Il ricorrente sostiene che questo assunto, quand'anche lesivo della
reputazione di G. C., costituisca comunque esercizio del diritto di
cronaca e di satira. Ma sarebbe un ben strano concetto di democrazia
quello che autorizzasse a considerare esercizio del diritto di cronaca
sbirciare furtivamente tra le gambe delle donne in politica; mentre
è certamente espressione di un maschilismo becero e ormai fuori
tempo quello che pretende di determinare esclusivamente in termini
sessuali il valore di una donna.
Secondo la giurisprudenza di questa Corte, "il diritto di critica si
differenzia da quello di cronaca essenzialmente in quanto il primo non
si concretizza, come l'altro, nella narrazione di fatti, bensì
nell'espressione di un giudizio o, più genericamente, di
un'opinione che, come tale, non può pretendersi rigorosamente
obiettiva, posto che la critica, per sua natura, non può che
essere fondata su un'interpretazione, necessariamente soggettiva, di
fatti e comportamenti" (Cass., sez. V, 16 aprile 1993, Barile, m.
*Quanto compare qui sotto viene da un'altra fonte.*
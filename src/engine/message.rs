//! The wire-level message shape, and the `message_type!` declaration macro
//! that stands in for pydcop's `message_type(name, fields)` factory: it
//! produces a tagged record type supporting positional or keyword
//! construction, structural equality, and canonical JSON serialization.

use serde::{Deserialize, Serialize};
use serde_json::Value as Json;

/// One message in flight: a type tag (used for handler dispatch), its
/// payload, and a reported size (pydcop computations report message size
/// for load-estimation purposes, e.g. `DpopMessage.size`).
#[derive(Debug, Clone, PartialEq, Serialize, Deserialize)]
pub struct Message {
    pub type_tag: String,
    pub content: Json,
    pub size: usize,
}

impl Message {
    pub fn new(type_tag: impl Into<String>, content: Json, size: usize) -> Self {
        Message {
            type_tag: type_tag.into(),
            content,
            size,
        }
    }
}

/// Declares a message payload type: a plain struct deriving `Serialize`,
/// `Deserialize`, `Debug`, `Clone`, `PartialEq`, plus a `new` constructor for
/// positional construction (struct-literal syntax gives keyword
/// construction for free). Mirrors pydcop's `message_type` factory without
/// the runtime reflection, since Rust's type system already gives field
/// exhaustiveness and structural equality at compile time.
#[macro_export]
macro_rules! message_type {
    ($name:ident { $($field:ident : $ty:ty),* $(,)? }) => {
        #[derive(Debug, Clone, PartialEq, serde::Serialize, serde::Deserialize)]
        pub struct $name {
            $(pub $field: $ty),*
        }

        impl $name {
            pub fn new($($field: $ty),*) -> Self {
                $name { $($field),* }
            }
        }
    };
}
194300). Per questa ragione, quando il discorso giornalistico ha una
funzione prevalentemente valutativa, non pone un problema di
veridicità di proposizioni assertive e i limiti scriminanti del
diritto garantito dall'art. 21 Cost. sono solo quelli costituiti dalla
rilevanza sociale dell'argomento e dalla correttezza di espressione
(Cass., sez. V, 24 novembre 1993, Paesini, m. 196459). Sicché
"il limite all'esercizio di tale diritto deve intendersi superato,
quando l'agente trascenda ad attacchi personali, diretti a colpire, su
un piano individuale, senza alcuna finalità di pubblico
interesse, la figura morale del soggetto criticato, giacché, in
tal caso, l'esercizio del diritto, lungi dal rimanere nell'ambito di
una critica misurata ed obiettiva, trascende nel campo dell'aggressione
alla sfera morale altrui, penalmente protetta" (Cass., sez. V, 20
gennaio 1984, Saviane, m. 163712).
Com'è stato già chiarito, ciò che determina
l'abuso del diritto di critica, quindi, "è la gratuità
delle espressioni non pertinenti ai temi apparentemente in discussione;
è l'uso dell'“argumentum ad hominem”, inteso a screditare
l'avversario politico mediante l'evocazione di una sua pretesa
indegnità o inadeguatezza personale, piuttosto che a criticarne
i programmi e le azioni" (Cass., sez. V, 19 maggio 1998, Diaconale, m.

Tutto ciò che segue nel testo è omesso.